Instructions for the task. Please show all lines of the records that include "sorting".

───── Data provided

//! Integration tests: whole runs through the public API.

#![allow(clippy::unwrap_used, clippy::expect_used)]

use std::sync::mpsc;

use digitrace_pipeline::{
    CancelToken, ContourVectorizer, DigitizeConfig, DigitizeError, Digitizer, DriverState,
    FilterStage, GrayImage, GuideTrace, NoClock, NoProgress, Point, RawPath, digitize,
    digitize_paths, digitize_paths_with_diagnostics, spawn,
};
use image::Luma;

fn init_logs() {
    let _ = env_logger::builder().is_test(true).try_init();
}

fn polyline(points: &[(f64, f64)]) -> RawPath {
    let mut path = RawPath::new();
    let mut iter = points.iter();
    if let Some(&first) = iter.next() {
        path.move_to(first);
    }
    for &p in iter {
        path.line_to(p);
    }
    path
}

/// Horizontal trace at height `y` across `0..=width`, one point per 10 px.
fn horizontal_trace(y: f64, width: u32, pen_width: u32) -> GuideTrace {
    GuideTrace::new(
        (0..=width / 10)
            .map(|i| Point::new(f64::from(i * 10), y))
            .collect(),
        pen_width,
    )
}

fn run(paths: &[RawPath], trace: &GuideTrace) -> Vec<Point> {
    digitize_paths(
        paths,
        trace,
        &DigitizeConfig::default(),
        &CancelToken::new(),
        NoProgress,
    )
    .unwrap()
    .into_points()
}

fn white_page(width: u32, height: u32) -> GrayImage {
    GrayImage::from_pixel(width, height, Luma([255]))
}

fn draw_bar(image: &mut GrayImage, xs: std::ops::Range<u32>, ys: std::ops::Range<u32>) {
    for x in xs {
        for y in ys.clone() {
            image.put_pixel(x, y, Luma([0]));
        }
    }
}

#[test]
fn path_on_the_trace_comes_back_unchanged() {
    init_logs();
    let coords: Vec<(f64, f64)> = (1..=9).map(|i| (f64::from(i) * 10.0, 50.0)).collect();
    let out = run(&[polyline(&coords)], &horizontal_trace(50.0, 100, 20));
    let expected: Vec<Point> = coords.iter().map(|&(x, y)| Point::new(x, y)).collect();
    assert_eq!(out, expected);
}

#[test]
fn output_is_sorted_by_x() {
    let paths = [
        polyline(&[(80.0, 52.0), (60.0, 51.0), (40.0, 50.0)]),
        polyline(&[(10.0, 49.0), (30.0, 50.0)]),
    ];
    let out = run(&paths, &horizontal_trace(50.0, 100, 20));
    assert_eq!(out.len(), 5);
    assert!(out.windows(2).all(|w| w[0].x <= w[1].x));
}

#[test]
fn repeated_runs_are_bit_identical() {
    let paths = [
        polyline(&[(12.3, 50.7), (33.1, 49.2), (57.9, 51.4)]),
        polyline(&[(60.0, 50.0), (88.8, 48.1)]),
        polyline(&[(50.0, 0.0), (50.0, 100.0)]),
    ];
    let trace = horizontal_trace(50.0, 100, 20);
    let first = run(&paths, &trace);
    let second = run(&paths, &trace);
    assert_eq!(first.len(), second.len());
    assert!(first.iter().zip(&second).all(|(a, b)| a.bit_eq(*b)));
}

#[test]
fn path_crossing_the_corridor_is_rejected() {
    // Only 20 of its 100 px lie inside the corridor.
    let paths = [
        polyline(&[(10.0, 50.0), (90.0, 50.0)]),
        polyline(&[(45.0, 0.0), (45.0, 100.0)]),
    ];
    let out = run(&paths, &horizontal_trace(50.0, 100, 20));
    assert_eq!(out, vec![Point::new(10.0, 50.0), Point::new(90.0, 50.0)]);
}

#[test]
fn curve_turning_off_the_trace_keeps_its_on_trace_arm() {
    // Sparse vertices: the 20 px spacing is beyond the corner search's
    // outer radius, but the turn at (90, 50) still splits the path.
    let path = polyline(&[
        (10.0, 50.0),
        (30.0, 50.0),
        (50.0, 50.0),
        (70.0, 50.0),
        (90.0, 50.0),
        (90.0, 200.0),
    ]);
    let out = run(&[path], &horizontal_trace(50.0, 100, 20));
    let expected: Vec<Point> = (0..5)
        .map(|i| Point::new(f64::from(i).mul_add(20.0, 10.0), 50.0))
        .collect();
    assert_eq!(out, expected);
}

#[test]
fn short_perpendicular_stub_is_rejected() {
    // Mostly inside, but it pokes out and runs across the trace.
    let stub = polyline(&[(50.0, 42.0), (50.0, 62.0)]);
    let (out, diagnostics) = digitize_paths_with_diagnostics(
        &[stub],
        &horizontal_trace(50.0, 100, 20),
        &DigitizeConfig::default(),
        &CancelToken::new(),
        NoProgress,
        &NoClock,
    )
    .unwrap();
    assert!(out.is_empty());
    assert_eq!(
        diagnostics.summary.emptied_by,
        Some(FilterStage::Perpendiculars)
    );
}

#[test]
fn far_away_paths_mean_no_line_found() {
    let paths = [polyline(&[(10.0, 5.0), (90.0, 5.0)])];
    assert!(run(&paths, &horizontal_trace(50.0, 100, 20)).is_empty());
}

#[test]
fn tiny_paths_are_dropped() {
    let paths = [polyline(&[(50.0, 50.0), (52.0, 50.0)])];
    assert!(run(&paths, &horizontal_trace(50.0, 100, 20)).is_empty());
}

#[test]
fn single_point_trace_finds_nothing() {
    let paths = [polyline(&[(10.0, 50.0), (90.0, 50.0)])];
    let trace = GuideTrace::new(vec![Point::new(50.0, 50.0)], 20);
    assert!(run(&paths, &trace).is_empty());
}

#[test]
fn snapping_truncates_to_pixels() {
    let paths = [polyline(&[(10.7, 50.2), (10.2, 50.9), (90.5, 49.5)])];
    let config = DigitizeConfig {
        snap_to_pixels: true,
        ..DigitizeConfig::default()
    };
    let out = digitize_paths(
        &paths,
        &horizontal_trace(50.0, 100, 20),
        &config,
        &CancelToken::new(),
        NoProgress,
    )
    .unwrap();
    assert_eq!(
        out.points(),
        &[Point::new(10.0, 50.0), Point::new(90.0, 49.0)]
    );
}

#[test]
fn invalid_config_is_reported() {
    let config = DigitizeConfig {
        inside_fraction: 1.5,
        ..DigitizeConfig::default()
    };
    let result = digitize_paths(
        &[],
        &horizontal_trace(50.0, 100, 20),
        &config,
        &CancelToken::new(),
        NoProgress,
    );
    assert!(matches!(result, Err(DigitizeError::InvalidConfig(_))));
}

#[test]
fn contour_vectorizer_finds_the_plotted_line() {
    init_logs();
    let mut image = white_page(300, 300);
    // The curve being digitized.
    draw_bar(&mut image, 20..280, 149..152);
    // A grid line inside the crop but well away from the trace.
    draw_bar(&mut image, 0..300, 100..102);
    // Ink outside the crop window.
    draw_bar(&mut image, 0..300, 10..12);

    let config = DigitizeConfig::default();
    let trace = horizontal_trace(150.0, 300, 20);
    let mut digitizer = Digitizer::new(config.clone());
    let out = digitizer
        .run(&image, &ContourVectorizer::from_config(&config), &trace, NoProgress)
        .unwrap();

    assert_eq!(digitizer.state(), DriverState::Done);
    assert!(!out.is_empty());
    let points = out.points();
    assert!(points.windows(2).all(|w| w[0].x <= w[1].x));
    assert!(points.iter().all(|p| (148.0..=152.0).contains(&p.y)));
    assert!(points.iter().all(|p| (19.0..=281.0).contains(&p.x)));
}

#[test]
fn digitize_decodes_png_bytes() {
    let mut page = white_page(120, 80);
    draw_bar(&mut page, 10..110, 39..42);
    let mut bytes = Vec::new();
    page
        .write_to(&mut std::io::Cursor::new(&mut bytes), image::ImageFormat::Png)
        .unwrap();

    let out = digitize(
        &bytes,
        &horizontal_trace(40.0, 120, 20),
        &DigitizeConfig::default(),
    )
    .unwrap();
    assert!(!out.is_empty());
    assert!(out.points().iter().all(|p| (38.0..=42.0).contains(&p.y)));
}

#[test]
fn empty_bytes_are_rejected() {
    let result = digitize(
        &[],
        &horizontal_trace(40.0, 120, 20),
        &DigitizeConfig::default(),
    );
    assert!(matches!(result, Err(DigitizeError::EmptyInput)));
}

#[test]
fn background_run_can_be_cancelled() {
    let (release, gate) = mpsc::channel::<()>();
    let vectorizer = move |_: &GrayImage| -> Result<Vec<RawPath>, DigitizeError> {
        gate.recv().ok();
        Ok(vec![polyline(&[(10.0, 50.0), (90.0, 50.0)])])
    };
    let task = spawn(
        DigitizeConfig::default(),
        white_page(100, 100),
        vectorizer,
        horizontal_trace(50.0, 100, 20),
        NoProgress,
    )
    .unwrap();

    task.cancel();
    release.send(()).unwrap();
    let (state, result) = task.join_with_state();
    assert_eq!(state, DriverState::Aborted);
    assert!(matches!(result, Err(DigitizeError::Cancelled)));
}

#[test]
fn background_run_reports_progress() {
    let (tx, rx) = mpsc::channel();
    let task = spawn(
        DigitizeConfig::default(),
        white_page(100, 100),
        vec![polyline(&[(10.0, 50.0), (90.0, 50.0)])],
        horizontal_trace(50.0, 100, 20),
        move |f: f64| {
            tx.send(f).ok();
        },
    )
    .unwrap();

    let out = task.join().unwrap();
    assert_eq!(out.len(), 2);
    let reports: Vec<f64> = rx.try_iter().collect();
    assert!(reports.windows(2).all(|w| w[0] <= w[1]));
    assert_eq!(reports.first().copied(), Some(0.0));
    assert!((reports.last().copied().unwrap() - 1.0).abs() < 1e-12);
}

──────────
───── Data provided

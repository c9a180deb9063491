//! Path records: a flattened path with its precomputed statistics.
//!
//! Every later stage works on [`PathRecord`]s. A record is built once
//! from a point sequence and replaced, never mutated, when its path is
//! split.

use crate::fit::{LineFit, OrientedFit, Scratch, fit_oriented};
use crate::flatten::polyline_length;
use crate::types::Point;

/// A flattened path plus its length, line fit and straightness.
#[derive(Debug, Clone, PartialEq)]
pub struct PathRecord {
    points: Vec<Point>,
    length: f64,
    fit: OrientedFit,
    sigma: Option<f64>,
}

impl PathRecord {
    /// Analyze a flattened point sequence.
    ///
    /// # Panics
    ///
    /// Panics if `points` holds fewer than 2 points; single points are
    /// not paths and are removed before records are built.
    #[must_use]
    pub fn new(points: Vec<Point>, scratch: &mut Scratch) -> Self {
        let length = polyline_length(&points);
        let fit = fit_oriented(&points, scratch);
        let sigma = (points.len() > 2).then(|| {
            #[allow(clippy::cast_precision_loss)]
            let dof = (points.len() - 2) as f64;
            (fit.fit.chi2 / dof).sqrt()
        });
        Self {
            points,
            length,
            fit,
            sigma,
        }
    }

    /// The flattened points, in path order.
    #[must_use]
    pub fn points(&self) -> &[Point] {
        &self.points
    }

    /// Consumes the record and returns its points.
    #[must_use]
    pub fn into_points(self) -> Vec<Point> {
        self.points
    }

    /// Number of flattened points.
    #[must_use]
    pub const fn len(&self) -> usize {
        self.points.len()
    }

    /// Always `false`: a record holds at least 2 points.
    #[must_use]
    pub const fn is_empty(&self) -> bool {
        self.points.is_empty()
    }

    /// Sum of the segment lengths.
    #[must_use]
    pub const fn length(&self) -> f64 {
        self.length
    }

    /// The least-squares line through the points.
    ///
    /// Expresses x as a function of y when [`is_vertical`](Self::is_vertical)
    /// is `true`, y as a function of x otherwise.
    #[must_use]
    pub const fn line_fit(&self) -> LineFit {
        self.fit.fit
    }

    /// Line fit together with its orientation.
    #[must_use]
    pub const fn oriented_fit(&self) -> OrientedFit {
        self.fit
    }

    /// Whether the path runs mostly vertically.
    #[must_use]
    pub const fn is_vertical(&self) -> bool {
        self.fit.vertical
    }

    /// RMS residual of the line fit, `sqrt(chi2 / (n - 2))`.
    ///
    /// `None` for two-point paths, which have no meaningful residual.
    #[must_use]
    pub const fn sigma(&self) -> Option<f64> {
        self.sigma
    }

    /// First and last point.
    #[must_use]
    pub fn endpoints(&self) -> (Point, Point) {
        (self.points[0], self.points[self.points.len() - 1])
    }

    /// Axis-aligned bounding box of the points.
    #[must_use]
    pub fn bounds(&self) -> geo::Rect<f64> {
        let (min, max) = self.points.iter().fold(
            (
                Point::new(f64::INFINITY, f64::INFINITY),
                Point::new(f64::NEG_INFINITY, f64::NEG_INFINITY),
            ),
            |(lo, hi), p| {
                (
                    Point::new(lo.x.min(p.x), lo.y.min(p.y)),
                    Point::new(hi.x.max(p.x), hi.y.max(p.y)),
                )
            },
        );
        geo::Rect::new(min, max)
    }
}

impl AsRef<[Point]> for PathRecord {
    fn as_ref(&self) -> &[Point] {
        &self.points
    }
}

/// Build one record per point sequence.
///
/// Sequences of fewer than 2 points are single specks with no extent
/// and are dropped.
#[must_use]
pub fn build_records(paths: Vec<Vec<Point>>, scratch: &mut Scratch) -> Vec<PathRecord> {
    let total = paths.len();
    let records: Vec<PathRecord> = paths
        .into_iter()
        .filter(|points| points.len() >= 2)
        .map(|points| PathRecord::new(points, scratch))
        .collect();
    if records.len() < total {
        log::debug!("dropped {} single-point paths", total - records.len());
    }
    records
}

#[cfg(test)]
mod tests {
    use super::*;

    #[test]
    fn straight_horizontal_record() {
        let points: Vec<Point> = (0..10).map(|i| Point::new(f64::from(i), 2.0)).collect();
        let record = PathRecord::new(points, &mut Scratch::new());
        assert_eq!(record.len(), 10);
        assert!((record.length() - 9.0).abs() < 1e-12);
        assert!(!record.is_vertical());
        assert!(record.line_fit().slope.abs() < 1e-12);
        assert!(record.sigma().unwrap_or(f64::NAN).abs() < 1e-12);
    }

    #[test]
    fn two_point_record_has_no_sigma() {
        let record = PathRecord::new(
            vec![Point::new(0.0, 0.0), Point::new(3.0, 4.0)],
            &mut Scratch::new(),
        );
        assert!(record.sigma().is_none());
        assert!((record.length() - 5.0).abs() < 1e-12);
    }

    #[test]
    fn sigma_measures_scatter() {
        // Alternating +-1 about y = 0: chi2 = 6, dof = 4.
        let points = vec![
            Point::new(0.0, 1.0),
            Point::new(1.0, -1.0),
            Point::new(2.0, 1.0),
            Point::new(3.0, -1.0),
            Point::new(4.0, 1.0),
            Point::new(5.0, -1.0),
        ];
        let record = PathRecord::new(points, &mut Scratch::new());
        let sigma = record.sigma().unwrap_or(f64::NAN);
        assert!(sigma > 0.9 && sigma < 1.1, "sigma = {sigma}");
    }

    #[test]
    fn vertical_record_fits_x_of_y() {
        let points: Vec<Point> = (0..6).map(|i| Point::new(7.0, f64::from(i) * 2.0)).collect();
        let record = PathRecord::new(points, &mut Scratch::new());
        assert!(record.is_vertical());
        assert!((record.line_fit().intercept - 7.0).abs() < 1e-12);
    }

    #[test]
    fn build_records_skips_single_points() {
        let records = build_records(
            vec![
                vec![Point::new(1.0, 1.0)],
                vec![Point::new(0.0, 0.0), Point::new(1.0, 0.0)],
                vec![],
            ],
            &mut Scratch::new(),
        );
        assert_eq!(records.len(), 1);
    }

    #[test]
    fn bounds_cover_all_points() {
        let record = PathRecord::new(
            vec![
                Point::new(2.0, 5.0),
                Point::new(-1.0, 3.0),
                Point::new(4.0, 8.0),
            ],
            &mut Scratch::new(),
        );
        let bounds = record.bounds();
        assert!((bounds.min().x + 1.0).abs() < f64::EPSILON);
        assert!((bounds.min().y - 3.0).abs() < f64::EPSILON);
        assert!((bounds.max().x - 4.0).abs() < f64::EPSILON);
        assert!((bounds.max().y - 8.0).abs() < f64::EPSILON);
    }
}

──────────
───── Data provided

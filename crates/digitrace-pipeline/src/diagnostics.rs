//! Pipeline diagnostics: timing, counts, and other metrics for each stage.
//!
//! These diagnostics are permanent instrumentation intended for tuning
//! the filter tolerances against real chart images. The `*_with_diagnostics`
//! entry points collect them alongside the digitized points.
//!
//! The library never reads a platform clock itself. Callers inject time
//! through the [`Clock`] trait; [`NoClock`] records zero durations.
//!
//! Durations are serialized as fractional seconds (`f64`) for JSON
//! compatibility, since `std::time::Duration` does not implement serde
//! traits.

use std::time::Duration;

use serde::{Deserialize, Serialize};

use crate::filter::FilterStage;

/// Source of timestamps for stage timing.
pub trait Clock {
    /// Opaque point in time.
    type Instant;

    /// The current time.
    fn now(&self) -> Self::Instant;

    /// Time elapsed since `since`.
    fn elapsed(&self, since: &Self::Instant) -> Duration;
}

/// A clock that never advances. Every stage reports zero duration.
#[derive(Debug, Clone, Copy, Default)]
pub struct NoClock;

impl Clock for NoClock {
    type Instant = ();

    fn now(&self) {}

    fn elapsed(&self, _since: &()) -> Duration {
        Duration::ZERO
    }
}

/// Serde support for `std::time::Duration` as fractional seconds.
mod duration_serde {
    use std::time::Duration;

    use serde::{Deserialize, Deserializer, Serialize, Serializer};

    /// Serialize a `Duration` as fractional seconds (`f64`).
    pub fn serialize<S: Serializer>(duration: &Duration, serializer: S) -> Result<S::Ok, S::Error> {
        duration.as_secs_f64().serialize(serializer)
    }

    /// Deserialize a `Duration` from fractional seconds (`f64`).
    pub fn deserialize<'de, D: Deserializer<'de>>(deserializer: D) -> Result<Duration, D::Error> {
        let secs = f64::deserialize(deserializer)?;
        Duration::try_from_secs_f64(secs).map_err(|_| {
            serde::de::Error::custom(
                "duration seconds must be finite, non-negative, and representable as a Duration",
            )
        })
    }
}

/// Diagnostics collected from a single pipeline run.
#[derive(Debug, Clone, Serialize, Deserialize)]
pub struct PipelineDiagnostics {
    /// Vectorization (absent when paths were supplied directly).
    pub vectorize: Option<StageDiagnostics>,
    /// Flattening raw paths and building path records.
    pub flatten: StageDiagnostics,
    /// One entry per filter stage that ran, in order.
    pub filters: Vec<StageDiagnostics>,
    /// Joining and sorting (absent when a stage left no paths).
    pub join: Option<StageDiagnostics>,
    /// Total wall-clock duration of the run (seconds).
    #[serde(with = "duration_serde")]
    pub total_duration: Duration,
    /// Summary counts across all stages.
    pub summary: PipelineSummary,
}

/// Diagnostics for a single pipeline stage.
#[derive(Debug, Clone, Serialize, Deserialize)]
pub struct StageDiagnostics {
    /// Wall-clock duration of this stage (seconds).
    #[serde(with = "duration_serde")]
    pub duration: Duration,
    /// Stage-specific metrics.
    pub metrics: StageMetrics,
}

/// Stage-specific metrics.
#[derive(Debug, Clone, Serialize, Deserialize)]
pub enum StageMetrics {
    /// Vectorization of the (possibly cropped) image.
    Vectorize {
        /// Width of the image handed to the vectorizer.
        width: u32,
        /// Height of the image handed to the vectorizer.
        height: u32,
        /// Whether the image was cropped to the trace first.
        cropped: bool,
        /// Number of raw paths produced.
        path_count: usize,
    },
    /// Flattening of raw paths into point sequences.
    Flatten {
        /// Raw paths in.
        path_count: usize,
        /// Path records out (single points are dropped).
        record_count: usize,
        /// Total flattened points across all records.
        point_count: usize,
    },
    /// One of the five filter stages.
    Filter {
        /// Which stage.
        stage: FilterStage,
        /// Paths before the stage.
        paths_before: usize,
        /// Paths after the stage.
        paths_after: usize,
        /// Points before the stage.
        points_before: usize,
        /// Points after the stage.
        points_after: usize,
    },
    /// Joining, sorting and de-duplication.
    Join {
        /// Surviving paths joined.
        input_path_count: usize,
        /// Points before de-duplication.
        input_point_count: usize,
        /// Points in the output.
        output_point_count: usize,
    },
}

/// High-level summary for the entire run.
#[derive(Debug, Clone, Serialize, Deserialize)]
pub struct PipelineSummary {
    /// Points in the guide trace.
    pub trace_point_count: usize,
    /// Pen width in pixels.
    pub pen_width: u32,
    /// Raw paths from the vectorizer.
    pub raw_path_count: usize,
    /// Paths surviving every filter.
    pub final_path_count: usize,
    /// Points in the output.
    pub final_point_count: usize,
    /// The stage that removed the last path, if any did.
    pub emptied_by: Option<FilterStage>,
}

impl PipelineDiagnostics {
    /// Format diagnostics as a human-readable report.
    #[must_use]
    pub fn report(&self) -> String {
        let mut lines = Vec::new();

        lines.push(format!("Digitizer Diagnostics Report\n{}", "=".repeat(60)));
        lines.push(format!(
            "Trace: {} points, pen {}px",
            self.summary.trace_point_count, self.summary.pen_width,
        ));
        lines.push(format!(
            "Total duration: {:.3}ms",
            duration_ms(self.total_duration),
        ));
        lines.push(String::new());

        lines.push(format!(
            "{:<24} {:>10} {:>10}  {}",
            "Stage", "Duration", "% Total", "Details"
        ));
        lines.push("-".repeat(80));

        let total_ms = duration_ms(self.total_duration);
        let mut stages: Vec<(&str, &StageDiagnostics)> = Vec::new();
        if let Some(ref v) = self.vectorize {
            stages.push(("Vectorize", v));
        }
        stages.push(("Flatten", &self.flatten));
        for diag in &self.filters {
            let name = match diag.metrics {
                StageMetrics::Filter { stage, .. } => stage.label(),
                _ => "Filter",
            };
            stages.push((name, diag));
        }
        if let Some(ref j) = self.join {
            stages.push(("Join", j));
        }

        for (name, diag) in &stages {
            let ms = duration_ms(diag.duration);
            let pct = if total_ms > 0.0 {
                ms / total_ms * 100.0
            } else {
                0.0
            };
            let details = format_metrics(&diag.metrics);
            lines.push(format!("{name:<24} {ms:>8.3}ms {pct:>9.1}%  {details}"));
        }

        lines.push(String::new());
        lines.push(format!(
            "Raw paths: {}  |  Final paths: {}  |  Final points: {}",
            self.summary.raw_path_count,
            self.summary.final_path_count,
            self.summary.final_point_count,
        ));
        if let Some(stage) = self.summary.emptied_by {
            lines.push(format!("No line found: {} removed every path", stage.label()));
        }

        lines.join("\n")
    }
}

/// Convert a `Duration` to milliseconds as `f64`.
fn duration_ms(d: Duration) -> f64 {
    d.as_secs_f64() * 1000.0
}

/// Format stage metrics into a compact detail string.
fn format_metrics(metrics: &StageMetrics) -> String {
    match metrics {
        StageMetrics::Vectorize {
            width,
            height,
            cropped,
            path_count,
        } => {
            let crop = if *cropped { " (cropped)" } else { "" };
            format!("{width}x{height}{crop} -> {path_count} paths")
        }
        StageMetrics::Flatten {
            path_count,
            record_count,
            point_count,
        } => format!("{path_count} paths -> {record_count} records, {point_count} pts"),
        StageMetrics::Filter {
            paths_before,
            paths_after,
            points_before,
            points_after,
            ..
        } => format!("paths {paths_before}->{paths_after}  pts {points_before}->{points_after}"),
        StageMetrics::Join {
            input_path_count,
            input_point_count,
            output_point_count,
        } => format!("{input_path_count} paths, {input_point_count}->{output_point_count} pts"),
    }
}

──────────

Response area.
    /// Joining and sorting (absent when a stage left no paths).
    /// Joining, sorting and de-duplication.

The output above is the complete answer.